** Opening Data for this task block **

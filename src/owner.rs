use crate::scene::SceneGraph;
use crate::tree::NodeId;

/// Upward notifications from a node to the logic that owns it.
///
/// This is the only way the scene graph calls back into higher level code,
/// typically to start or cancel resource loading. Every method has a no-op
/// default so owners implement only what they care about.
///
/// The owner is taken out of its node for the duration of the call, so the
/// graph may be mutated freely, including the node itself.
pub trait NodeOwner {
    /// The node became enabled (attached, visible, under an enabled parent)
    /// or stopped being so.
    fn on_enabled_changed(&mut self, _graph: &mut SceneGraph, _node: NodeId, _enabled: bool) {}

    /// The node entered (`true`) or left the margin-expanded scissor.
    fn on_within_bounds_margin(&mut self, _graph: &mut SceneGraph, _node: NodeId, _within: bool) {}

    /// Width or height changed.
    fn on_dimensions_changed(
        &mut self,
        _graph: &mut SceneGraph,
        _node: NodeId,
        _width: f32,
        _height: f32,
    ) {
    }
}

impl SceneGraph {
    /// Run `f` with the node's owner temporarily detached from the node.
    pub(crate) fn with_owner(
        &mut self,
        id: NodeId,
        f: impl FnOnce(&mut dyn NodeOwner, &mut SceneGraph),
    ) {
        let Some(mut owner) = self.nodes.get_mut(id).and_then(|n| n.owner.take()) else {
            return;
        };
        f(owner.as_mut(), self);
        // The callback may have removed the node or installed another owner.
        if let Some(node) = self.nodes.get_mut(id)
            && node.owner.is_none()
        {
            node.owner = Some(owner);
        }
    }

    pub(crate) fn notify_within_bounds_margin(&mut self, id: NodeId, within: bool) {
        log::trace!("{:?} within bounds margin: {}", id, within);
        self.with_owner(id, |owner, graph| {
            owner.on_within_bounds_margin(graph, id, within)
        });
    }

    pub(crate) fn notify_enabled_changed(&mut self, id: NodeId, enabled: bool) {
        self.with_owner(id, |owner, graph| owner.on_enabled_changed(graph, id, enabled));
    }

    pub(crate) fn notify_dimensions_changed(&mut self, id: NodeId, width: f32, height: f32) {
        self.with_owner(id, |owner, graph| {
            owner.on_dimensions_changed(graph, id, width, height)
        });
    }
}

** Closing Data for this task block **

What you need to do: Would you retype exactly the lines above, from the line with "pub trait NodeOwner" to the line with "from the node.", with both end lines kept and nothing more?

Solved problem:
pub trait NodeOwner {
    /// The node became enabled (attached, visible, under an enabled parent)
    /// or stopped being so.
    fn on_enabled_changed(&mut self, _graph: &mut SceneGraph, _node: NodeId, _enabled: bool) {}

    /// The node entered (`true`) or left the margin-expanded scissor.
    fn on_within_bounds_margin(&mut self, _graph: &mut SceneGraph, _node: NodeId, _within: bool) {}

    /// Width or height changed.
    fn on_dimensions_changed(
        &mut self,
        _graph: &mut SceneGraph,
        _node: NodeId,
        _width: f32,
        _height: f32,
    ) {
    }
}

impl SceneGraph {
    /// Run `f` with the node's owner temporarily detached from the node.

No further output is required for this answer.